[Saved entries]

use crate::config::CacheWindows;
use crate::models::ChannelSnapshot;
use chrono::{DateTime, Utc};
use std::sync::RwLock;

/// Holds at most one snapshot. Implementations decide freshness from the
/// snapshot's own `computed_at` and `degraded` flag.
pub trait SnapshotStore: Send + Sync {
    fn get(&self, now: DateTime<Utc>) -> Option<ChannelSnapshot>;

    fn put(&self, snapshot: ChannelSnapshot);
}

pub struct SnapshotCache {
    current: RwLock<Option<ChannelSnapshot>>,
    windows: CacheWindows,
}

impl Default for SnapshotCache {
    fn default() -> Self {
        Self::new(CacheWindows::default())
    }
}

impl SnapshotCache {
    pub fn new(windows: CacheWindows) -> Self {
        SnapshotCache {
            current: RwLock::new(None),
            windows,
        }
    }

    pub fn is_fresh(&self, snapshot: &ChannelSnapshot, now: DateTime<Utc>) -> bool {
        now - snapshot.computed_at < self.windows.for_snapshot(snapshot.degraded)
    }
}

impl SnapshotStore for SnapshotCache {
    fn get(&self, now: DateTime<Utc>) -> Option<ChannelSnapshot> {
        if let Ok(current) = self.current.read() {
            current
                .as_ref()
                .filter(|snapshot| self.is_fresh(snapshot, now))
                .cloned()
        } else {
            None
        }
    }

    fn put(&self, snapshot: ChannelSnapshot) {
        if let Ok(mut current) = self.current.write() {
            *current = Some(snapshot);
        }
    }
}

---

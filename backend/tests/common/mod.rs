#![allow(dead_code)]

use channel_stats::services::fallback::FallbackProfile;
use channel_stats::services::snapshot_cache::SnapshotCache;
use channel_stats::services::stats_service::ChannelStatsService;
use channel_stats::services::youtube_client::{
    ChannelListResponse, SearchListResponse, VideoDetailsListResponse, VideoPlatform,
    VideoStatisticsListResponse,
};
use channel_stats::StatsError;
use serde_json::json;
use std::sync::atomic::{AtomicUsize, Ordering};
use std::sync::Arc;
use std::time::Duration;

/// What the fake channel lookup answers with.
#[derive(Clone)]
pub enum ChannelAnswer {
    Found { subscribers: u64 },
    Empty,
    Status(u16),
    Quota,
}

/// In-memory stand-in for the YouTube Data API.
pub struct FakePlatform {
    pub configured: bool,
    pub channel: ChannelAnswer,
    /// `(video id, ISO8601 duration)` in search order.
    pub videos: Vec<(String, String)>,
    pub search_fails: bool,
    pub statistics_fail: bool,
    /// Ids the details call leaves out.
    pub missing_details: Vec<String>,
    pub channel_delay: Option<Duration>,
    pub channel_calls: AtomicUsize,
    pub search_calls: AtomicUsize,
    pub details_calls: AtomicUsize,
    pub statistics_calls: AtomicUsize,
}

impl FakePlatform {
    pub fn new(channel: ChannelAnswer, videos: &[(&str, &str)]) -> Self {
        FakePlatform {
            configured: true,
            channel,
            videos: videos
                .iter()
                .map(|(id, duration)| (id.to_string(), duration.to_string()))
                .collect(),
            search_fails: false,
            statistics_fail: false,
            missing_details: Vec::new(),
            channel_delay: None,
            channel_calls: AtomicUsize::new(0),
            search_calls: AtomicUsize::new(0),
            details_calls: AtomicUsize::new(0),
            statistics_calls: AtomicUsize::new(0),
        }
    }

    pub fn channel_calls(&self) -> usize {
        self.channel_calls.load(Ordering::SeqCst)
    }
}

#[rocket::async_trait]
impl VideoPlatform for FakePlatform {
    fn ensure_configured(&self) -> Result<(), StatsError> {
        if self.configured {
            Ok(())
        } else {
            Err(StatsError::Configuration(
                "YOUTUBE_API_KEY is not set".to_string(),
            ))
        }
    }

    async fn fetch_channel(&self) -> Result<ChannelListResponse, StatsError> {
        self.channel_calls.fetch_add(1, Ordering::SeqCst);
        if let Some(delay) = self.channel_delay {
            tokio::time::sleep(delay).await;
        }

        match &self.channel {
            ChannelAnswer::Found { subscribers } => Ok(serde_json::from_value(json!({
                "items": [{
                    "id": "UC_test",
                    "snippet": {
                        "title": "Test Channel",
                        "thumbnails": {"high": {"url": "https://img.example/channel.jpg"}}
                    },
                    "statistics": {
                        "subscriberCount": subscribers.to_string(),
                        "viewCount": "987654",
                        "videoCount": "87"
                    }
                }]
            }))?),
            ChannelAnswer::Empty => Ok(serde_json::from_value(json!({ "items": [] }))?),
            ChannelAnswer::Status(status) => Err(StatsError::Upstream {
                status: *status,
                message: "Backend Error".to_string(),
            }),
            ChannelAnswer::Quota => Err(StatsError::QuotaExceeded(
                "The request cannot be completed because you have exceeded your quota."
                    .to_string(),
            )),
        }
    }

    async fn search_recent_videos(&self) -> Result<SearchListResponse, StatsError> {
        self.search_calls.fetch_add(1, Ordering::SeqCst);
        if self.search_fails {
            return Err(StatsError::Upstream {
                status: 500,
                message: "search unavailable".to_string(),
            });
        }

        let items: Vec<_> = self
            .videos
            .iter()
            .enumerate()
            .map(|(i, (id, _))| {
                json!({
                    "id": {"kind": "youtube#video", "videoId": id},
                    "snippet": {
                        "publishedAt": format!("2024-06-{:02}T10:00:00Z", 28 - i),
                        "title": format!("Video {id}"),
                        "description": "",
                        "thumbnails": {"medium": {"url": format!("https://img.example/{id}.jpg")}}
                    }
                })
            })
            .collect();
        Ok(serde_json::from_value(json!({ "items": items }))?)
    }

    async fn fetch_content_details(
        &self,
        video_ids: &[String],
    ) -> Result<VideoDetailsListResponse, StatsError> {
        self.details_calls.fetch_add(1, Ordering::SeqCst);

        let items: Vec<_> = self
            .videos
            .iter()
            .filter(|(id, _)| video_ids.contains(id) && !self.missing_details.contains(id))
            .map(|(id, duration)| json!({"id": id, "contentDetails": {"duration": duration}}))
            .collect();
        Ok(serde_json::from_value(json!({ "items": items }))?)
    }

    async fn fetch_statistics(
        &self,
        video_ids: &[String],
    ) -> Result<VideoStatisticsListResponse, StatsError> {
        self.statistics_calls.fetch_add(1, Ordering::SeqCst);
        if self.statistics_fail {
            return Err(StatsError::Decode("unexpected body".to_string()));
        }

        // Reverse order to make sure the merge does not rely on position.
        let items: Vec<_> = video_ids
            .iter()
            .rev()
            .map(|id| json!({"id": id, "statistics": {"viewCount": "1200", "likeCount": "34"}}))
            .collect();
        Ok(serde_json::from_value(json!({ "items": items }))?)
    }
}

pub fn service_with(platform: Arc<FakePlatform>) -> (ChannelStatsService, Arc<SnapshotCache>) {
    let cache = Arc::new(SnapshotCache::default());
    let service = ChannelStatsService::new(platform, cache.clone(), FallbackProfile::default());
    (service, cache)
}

...

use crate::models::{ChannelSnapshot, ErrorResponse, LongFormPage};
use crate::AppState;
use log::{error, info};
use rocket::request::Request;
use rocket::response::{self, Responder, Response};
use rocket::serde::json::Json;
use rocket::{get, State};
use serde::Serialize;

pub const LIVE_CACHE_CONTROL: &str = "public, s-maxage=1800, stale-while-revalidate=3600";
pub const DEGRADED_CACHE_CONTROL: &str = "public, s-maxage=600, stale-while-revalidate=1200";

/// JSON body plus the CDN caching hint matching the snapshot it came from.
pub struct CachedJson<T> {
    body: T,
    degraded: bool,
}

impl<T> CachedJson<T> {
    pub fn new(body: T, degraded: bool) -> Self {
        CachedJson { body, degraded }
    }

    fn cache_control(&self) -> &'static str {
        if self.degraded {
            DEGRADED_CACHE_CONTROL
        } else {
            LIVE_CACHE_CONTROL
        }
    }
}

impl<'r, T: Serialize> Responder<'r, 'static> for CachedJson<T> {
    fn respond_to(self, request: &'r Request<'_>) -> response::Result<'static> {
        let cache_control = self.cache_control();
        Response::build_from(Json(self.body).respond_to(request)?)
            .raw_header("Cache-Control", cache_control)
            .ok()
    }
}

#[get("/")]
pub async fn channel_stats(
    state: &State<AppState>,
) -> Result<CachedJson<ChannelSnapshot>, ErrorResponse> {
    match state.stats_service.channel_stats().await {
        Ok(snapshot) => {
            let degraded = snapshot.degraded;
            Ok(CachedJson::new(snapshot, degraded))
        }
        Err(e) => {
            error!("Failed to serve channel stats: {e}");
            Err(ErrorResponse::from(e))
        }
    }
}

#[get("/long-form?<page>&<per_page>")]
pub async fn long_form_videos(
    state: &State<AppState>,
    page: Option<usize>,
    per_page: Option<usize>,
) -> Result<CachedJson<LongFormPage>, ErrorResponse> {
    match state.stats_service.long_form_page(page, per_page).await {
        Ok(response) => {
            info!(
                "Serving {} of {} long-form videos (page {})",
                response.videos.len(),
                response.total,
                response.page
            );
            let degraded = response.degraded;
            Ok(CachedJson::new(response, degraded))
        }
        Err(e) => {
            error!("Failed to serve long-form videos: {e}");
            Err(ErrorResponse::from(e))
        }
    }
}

**Exercise details:** Each line in the data that holds the string "rocket" should be found and copied.

**Finished task:**
#[rocket::async_trait]
use rocket::request::Request;
use rocket::response::{self, Responder, Response};
use rocket::serde::json::Json;
use rocket::{get, State};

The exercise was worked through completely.